Primary Care and Services

New Zealand First believes in ensuring quality healthcare for all New Zealanders. That is why we are proposing a suite of policies that help equip communities with the resources they need to improve health standards. Through doing this, we can address some of the longstanding health issues in our country and improve patient health. New Zealand First believes that policies must help address problems at their root, while adequately resourcing our public health system so it can handle the stress of future health problems.  
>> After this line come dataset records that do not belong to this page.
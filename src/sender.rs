use std::io::{self, Write};

use tracing::{debug, error, info, instrument, warn};

use crate::adapter::{Client, RestError, RestResponse};
use crate::config::SenderConfig;
use crate::memo::{MemoError, TemplateObject, memo_request};

#[derive(Debug, thiserror::Error)]
pub enum SendError {
    #[error(transparent)]
    Memo(#[from] MemoError),
    #[error(transparent)]
    Transport(#[from] RestError),
    #[error("failed to write report: {0}")]
    Io(#[from] io::Error),
    /// Strict mode only; the report was already written.
    #[error("memo api answered with status {status}")]
    Rejected { status: u16 },
}

/// Sends one memo per call. Non-2xx answers are returned as responses, only
/// transport failures are errors.
#[derive(Clone)]
pub struct MemoSender {
    client: Client,
    config: SenderConfig,
}

impl MemoSender {
    pub fn new(client: Client, config: SenderConfig) -> Self {
        Self { client, config }
    }

    pub fn config(&self) -> &SenderConfig {
        &self.config
    }

    #[instrument(name = "send_memo", skip_all, fields(endpoint = %self.config.endpoint))]
    pub async fn send(&self, template: &TemplateObject) -> Result<RestResponse, SendError> {
        let mut request = memo_request(&self.config.endpoint, &self.config.access_token, template)?;
        if let Some(timeout) = self.config.timeout {
            request = request.with_timeout(timeout);
        }
        debug!(bytes = request.body.as_ref().map_or(0, |b| b.len()), "posting memo");

        let response = self.client.execute(request).await.inspect_err(|err| {
            error!(kind = ?err.kind(), %err, "memo transport failed");
        })?;
        if response.is_success() {
            info!(status = response.status(), elapsed = ?response.elapsed, text = %template.text, "memo delivered");
        } else {
            warn!(status = response.status(), body = %response.text(), "memo api rejected the message");
        }
        Ok(response)
    }

    /// Writes the report, then applies strict mode.
    pub async fn send_and_report<W: Write>(
        &self,
        template: &TemplateObject,
        out: &mut W,
    ) -> Result<RestResponse, SendError> {
        let response = self.send(template).await?;
        report(out, &response)?;
        if self.config.rejects(&response) {
            return Err(SendError::Rejected {
                status: response.status(),
            });
        }
        Ok(response)
    }
}

pub fn report<W: Write>(out: &mut W, response: &RestResponse) -> io::Result<()> {
    writeln!(out, "Status Code: {}", response.status())?;
    writeln!(out, "Response: {}", response.text())?;
    out.flush()
}

/// Announces a new member. Without a configured sender the notification is
/// skipped with a warning and `Ok(None)` is returned.
pub async fn notify_member_join(
    sender: Option<&MemoSender>,
    member_name: &str,
) -> Result<Option<RestResponse>, SendError> {
    let Some(sender) = sender else {
        warn!("kakao access token is not configured, skipping member-join notification");
        return Ok(None);
    };
    let template = TemplateObject::member_join(member_name, sender.config().link());
    sender.send(&template).await.map(Some)
}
New Zealand has far too many DHBs.


  • Expand free dental care through a yearly free check-up, x-ray and clean for 18 - 25 year olds, Community Service Card holders and Super Gold Card Holders to halt preventable dental disease. This would be funded and provided at community based dental facilities rather than overloading hospital services
  • Continue to implement certain recommendations of the Health and Disabilities System review except that halving the number of DHBs is not an adequate response to ensure equity of access for all New Zealanders without using poor Māori health statistics to advocate for separatism.  New Zealand needs no more than 7 DHBs while having regard to the serious geographic isolation of the West Coast where a separate DHB is warranted.  The remaining 6 DHBs should be population-related to the remainder of the South Island and for all the North Island.
  • Engage with the sector stakeholders to ensure that a complete stocktake of paramedic equipment, staffing and services to ensure that they are fit for purpose across the country.
  • Introduce top sliced funding for paramedic equipment and infrastructure to bring it up to an agreed standard for all regions. This includes the training and skill mixing of paramedics to provide a wider provision of first responder services across the country
  • Allocate funding to settle longstanding paramedic pay disputes and also encourage paramedic training
  • Expand the range of services delivered in general practice (including allied health and mental health services).
  • Incentivise DHB and hospital-based services to support community medicine and general practice, which will facilitate the move to functioning as one system
  • Rework the capitation model to reflect ethnicity, complexity, comorbidity, and age
  • Discretionary DHB funding to be bulk funded with long-term certainty so practices can plan and direct services to the needs of their unique patient population, with a focus on proactive and long- term care.
  • Ensure that the additional DHB funding announced in the 2020 Budget is, at a minimum, proportionally allocated to community based medical care
  • Fund mobile health buses to take specialists and specialist services to the people
  • Incentivise more General Practitioners to become Rural GPs by an adequately funded GP capitation formula that takes into account social determinants including rural isolation.
  • DHB’s take responsibility to provide primary care staff (rather than just fund) for rural practices with staffing shortfalls with shared urban-rural GP’s.
  • Fund capital development of community medical facilities and fund new technology within practices to facilitate virtual care.
  • Universal vision screening by trained optometrists for year 5 and year 6 primary school students, and, for those who need it, a follow up full eye exam and to be fitted with glasses as required
  • Provide mental health programme ‘Gumboot Friday’ with $10m over three years to go toward administering and delivering free counselling services for young people.
  • Support ASH (Action for Smokefree 2025) in their policy to divert tobacco and cigarette smokers to much safer products, as in Japan, and stop attacking the low-incomed with exorbitant taxes ($2 billion) whilst claiming to support Smoke-Free by 2025.